Opposing views on Coal Plant
Sept. 1, 2010 at 4:01 a.m.
Nate McDonald announced Tuesday night he does not support White Stallion Energy Center.
In a town hall meeting to discuss the importance of water, McDonald told the audience he has not yet received the contractual obligation from Randy Bird, chief executive officer of White Stallion Energy Center that he requested from him.
Some of the requirements McDonald asked in the letter include issues on the environment, water supply, the economy and the tax base.
“At this point the majority of the commissioner’s court is not in favor of this project,” he told the audience.
The town hall meeting was hosted by the No Coal Coalition to discuss the importance of water and how the energy plant could impact Matagorda County.
Guest speakers included water resource specialist, rice farmers and an ecosystem specialist.
“We have done a good business diagnosis and without a contractual obligation to this county, without things that are known to be true, I don’t see this moving forward in a good way for the county,” he said.
The project, once operational, is expected to contribute $10 million to $20 million per year in direct taxes to the Bay City school district, Matagorda Fiscal Court, Matagorda County Hospital, Port of Bay City and Reclamation and Conservation District.
Rice farmers and fishermen voiced concerns at the town hall meeting about the damage the energy center could do the county if it builds.
Rice production in Matagorda County generates about $45 million in gross crop revenue and sustains employment to more than 500 people, said Paul Sliva, who is a third-generation rice farmer and chairman of the Matagorda County Water Committee.
Water used for rice farming could be threatened by bringing in the energy center, he said.
“White Stallion is a potential thread to the future of rice farmers,” he said. “We contribute to the economy and help the environment.”
Rice fields also provide sustenance and resting areas to wild life, he said.
"Rice farmers at this point and time are against the commitment of any new firm water contracts by the LCRA until future water supplies can be established," he said.
In attendance was Bird who attended the town hall meeting to listen to what residents had to say.
"I am here to hear what the citizens of the county have to say and answer any questions they may have," he said.
Bird told the audience he had met with the Lower Colorado River Authority on water needs for the plant and was told there was available water.
White Stallion Energy Center submitted an application to the Lower Colorado River Authority for a water contract in 2008. The application is to request 22,000 acre-feet of firm water per year.
The water contracted will come from the Highland Lakes.
In meeting with county officials, he said he would do anything he could to reduce the use of water for the plant.
"We have listened and we want to do what's right and we don't want to kill the rice farming industry or the bay sanctuaries," he said.
Bird said he wants the energy center to be the cleanest plant in America and wants to do what's right and be good neighbors in the county.
"This is a long process," he explained.
Bird said has been working in the White Stallion project for more than three years.
White Stallion does not yet have a permit, a contract to buy water or a contract for construction.
"I don't have financing so I am a long way from committing to making a promise that I can't keep," he said about why he has not provided what McDonald is requesting.
Bird emphasized the need for electricity in Texas and said 1,500 people come to the state each day.
"Electricity is going to come from somewhere," he said. "This is a commercial operation and we are going to try to make this as cheaply as possible, to sale it on the grid and keep everyone's electricity low."
White Stallion is in the final stages of getting permits completed and the beginning phases for getting contracts for water, construction and for coal and limestone, he said.
Bird said he is disappointed the county judge said he would not support White Stallion.
“We are surprised that the judge views Matagorda County as closed for business in the middle of a deep local recession,” he said.
Bird said local residents have approached them interested in employment.
“They have told us they want jobs for themselves and their families.
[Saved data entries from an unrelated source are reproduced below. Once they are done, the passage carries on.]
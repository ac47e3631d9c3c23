use indexmap::IndexMap;

/// The commands reachable from one typed prefix, in registry order.
#[derive(Debug, Clone, PartialEq, Eq, Default)]
pub struct PrefixEntry {
    commands: Vec<String>,
}

impl PrefixEntry {
    pub fn commands(&self) -> &[String] {
        &self.commands
    }

    /// A unique entry resolves without a candidate list.
    pub fn is_unique(&self) -> bool {
        self.commands.len() == 1
    }

    fn push_deduped(&mut self, command: &str) {
        if !self.commands.iter().any(|c| c == command) {
            self.commands.push(command.to_string());
        }
    }
}

/// Map from every non-empty prefix of every available command name (and
/// declared abbreviation) to the commands it could still resolve to.
/// Rebuilt whenever the available command set changes; lookups are the
/// hot path, rebuilds are not.
#[derive(Debug, Clone, PartialEq, Eq, Default)]
pub struct PrefixIndex {
    entries: IndexMap<String, PrefixEntry>,
}

impl PrefixIndex {
    pub fn new() -> Self {
        PrefixIndex::default()
    }

    /// Clear and repopulate. `abbreviations` maps a command name to its
    /// short alias; a command reachable through both its full name and
    /// its alias contributes to each shared prefix once.
    pub fn rebuild(&mut self, commands: &[&str], abbreviations: &IndexMap<String, String>) {
        self.entries.clear();
        for name in commands {
            self.insert_prefixes(name, name);
            if let Some(alias) = abbreviations.get(*name) {
                self.insert_prefixes(alias, name);
            }
        }
    }

    fn insert_prefixes(&mut self, spelled: &str, command: &str) {
        for (i, c) in spelled.char_indices() {
            let prefix = &spelled[..i + c.len_utf8()];
            self.entries
                .entry(prefix.to_string())
                .or_default()
                .push_deduped(command);
        }
    }

    /// The empty prefix is never stored.
    pub fn lookup(&self, prefix: &str) -> Option<&PrefixEntry> {
        if prefix.is_empty() {
            return None;
        }
        self.entries.get(prefix)
    }

    pub fn entries(&self) -> impl Iterator<Item = (&str, &PrefixEntry)> {
        self.entries.iter().map(|(k, v)| (k.as_str(), v))
    }

    pub fn len(&self) -> usize {
        self.entries.len()
    }

    pub fn is_empty(&self) -> bool {
        self.entries.is_empty()
    }
}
They want their county to grow,” he added.
Judge McDonald’s seven issues cannot honestly be promised to Matagorda County before the project has secured the resources to fulfill those promises, said Bird. “We just don’t do business that way.”
White Stallion will continue to work toward satisfactorily answering McDonald’s concerns in the natural course of development, he said.
"I have a process to achieve all the goals that he's wanted us to achieve and we are going to try to achieve them, unfortunately they are not on his time frame," he said.
"He's been wanting answers now and I have not gotten my first permit yet, it is tough for me to give him answers of things that are way down the pipe in our development process."